In the design of radio receivers, a noise blanker is a circuit intended to reduce the effect of certain kinds of radio noise on a received signal. It is often used on broadcast shortwave receivers or communications receivers and some types of two-way radio transceivers. The noise blanker is only effective on impulse-type noise such as from lightning or from automotive ignition systems, and cannot improve performance on wideband continuous background noise, or interfering signals on the same frequency. In cases where there are strong signals on frequencies near to the desired frequency, a noise blanker circuit may be ineffective and may reduce the quality of the received signal.
== Implementation ==
Typically this is a network in the intermediate frequency section of the receiver; when a pulse of noise passes through the IF amplifiers, it is usually of greater amplitude than the desired signal. The noise blanker circuit momentarily reduces the gain of the IF stage during the impulse.
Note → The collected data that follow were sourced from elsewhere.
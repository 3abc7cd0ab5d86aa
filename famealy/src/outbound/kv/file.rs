//! File-backed blob store: one `<key>.json` file per entry.

use std::io;
use std::sync::Arc;

use async_trait::async_trait;
use camino::{Utf8Path, Utf8PathBuf};
use cap_std::ambient_authority;
use cap_std::fs::Dir;
use thiserror::Error;
use tracing::debug;

use super::atomic_io::replace_file;
use crate::domain::ports::{BlobStore, BlobStoreError, StoreKey};

/// Errors raised while opening the data directory.
#[derive(Debug, Error)]
pub enum FileStoreError {
    /// The directory could not be created or opened.
    #[error("failed to open data directory {path}: {source}")]
    Open {
        /// Directory that failed to open.
        path: Utf8PathBuf,
        /// Underlying IO failure.
        #[source]
        source: io::Error,
    },
}

/// Blob store keeping each entry in its own file inside one directory.
///
/// All access goes through a capability handle, so entries cannot escape
/// the directory. Writes replace files atomically.
#[derive(Debug, Clone)]
pub struct FileBlobStore {
    dir: Arc<Dir>,
    root: Utf8PathBuf,
}

impl FileBlobStore {
    /// Open `root`, creating it and any missing parents.
    pub fn open(root: &Utf8Path) -> Result<Self, FileStoreError> {
        let open_error = |source| FileStoreError::Open {
            path: root.to_path_buf(),
            source,
        };
        Dir::create_ambient_dir_all(root, ambient_authority()).map_err(open_error)?;
        let dir = Dir::open_ambient_dir(root, ambient_authority()).map_err(open_error)?;
        debug!(%root, "opened file blob store");
        Ok(Self {
            dir: Arc::new(dir),
            root: root.to_path_buf(),
        })
    }

    /// Directory holding the entries.
    pub fn root(&self) -> &Utf8Path {
        &self.root
    }

    fn file_name(key: StoreKey) -> Utf8PathBuf {
        Utf8PathBuf::from(format!("{}.json", key.as_str()))
    }

    async fn blocking<T, F>(&self, key: StoreKey, op: F) -> io::Result<T>
    where
        T: Send + 'static,
        F: FnOnce(&Dir, &Utf8Path) -> io::Result<T> + Send + 'static,
    {
        let dir = Arc::clone(&self.dir);
        tokio::task::spawn_blocking(move || op(&dir, &Self::file_name(key)))
            .await
            .map_err(io::Error::other)?
    }
}

#[async_trait]
impl BlobStore for FileBlobStore {
    async fn get(&self, key: StoreKey) -> Result<Option<String>, BlobStoreError> {
        self.blocking(key, |dir, name| match dir.read_to_string(name) {
            Ok(contents) => Ok(Some(contents)),
            Err(err) if err.kind() == io::ErrorKind::NotFound => Ok(None),
            Err(err) => Err(err),
        })
        .await
        .map_err(|err| BlobStoreError::read(key.as_str(), err.to_string()))
    }

    async fn put(&self, key: StoreKey, value: &str) -> Result<(), BlobStoreError> {
        let contents = value.to_owned();
        self.blocking(key, move |dir, name| replace_file(dir, name, &contents))
            .await
            .map_err(|err| BlobStoreError::write(key.as_str(), err.to_string()))
    }

    async fn remove(&self, key: StoreKey) -> Result<(), BlobStoreError> {
        self.blocking(key, |dir, name| match dir.remove_file(name) {
            Err(err) if err.kind() != io::ErrorKind::NotFound => Err(err),
            _ => Ok(()),
        })
        .await
        .map_err(|err| BlobStoreError::write(key.as_str(), err.to_string()))
    }
}
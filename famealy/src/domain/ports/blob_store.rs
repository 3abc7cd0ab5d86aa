//! Port for the externally supplied key/value blob store.
//!
//! The store holds string blobs under a fixed set of keys. Collection
//! repositories layer JSON encoding on top; the store itself knows nothing
//! about the shape of what it holds.

use std::fmt;

use async_trait::async_trait;

use super::define_port_error;

/// Keys of the persisted entries.
#[derive(Debug, Clone, Copy, PartialEq, Eq, Hash, PartialOrd, Ord)]
pub enum StoreKey {
    /// Global roster of users across all families.
    UsersList,
    /// The active session's cached profile.
    CurrentUser,
    /// Date string of the last daily reset.
    LastResetDate,
    /// All families.
    Families,
    /// All meals, mixed across families.
    Meals,
}

impl StoreKey {
    /// Every key, in a fixed order.
    pub const ALL: [Self; 5] = [
        Self::UsersList,
        Self::CurrentUser,
        Self::LastResetDate,
        Self::Families,
        Self::Meals,
    ];

    /// Name of the entry in the store.
    pub const fn as_str(self) -> &'static str {
        match self {
            Self::UsersList => "users_list",
            Self::CurrentUser => "current_user",
            Self::LastResetDate => "last_reset_date",
            Self::Families => "families",
            Self::Meals => "meals",
        }
    }
}

impl fmt::Display for StoreKey {
    fn fmt(&self, f: &mut fmt::Formatter<'_>) -> fmt::Result {
        f.write_str(self.as_str())
    }
}

define_port_error! {
    /// Errors raised by blob store adapters.
    pub enum BlobStoreError {
        /// Reading an entry failed.
        Read { key: String, message: String } => "failed to read {key}: {message}",
        /// Writing or removing an entry failed.
        Write { key: String, message: String } => "failed to write {key}: {message}",
    }
}

/// String-keyed blob storage.
#[cfg_attr(test, mockall::automock)]
#[async_trait]
pub trait BlobStore: Send + Sync {
    /// Fetch the blob stored under `key`, or `None` if nothing is stored.
    async fn get(&self, key: StoreKey) -> Result<Option<String>, BlobStoreError>;

    /// Store `value` under `key`, replacing any previous blob.
    async fn put(&self, key: StoreKey, value: &str) -> Result<(), BlobStoreError>;

    /// Remove the blob under `key`. Removing a missing key succeeds.
    async fn remove(&self, key: StoreKey) -> Result<(), BlobStoreError>;
}

#[cfg(test)]
mod tests {
    use super::*;
    use rstest::rstest;

    #[rstest]
    #[case(StoreKey::UsersList, "users_list")]
    #[case(StoreKey::CurrentUser, "current_user")]
    #[case(StoreKey::LastResetDate, "last_reset_date")]
    #[case(StoreKey::Families, "families")]
    #[case(StoreKey::Meals, "meals")]
    fn keys_use_persisted_entry_names(#[case] key: StoreKey, #[case] expected: &str) {
        assert_eq!(key.as_str(), expected);
        assert_eq!(key.to_string(), expected);
    }

    #[rstest]
    fn error_messages_name_the_key() {
        let err = BlobStoreError::write("meals", "disk full");
        assert_eq!(err.to_string(), "failed to write meals: disk full");
    }
}
/// `PRINT <kind> <alias> ((+|-) <alias>)* END`
///
/// The expression is stored as a flat list with the operators kept as
/// `"+"`/`"-"` text.
pub fn parse_print_section(parser: &mut dyn Parser) -> SyntaxResult<Directives> {
    let span = parser.current_span();
    let kind = match parser.current_keyword() {
        Some(word) if PRINT_KINDS.contains(&word.as_str()) => word,
        Some(word) if !is_structural(&word) => {
            return Err(SyntaxError::invalid_choice("PRINT", &word, PRINT_KINDS, span));
        }
        _ if parser.at_end_of_input() => {
            return Err(SyntaxError::unexpected_end_of_input("PRINT kind", span));
        }
        _ => {
            let expected = format!("one of {}", PRINT_KINDS.join(", "));
            return Err(unexpected(parser, &expected));
        }
    };
    parser.advance();

    let mut terms = vec![parse_identifier(parser)?];

    loop {
        let operator = match parser.current_token() {
            Some(Token::Plus) => "+",
            Some(Token::Minus) => "-",
            _ => break,
        };
        parser.advance();
        terms.push(Value::from(operator));
        terms.push(parse_identifier(parser)?);
    }

    if parser.at_end_of_input() {
        return Err(SyntaxError::missing_end(
            SectionKind::Print.as_str(),
            parser.current_span(),
        ));
    }
    if !parser.at_keyword(END) {
        return Err(unexpected(parser, "'+', '-' or END"));
    }
    expect_keyword(parser, END)?;

    let mut directives = Directives::new();
    directives.insert(kind, Value::List(terms));
    Ok(directives)
}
More complex noise blankers may use a secondary IF stage and have adjustable threshold and timing characteristics so as to reduce the noise passed through to the audio stages of the receiver.

A noise blanker is best applied before any narrow-bandwidth filters in the signal path, so as not to introduce "ringing" and distortion in the filtered signal. Noise blankers are most useful with amplitude modulation or single sideband signals. Frequency modulation receivers generally include a signal limiter stage which tends to reject noise pulses.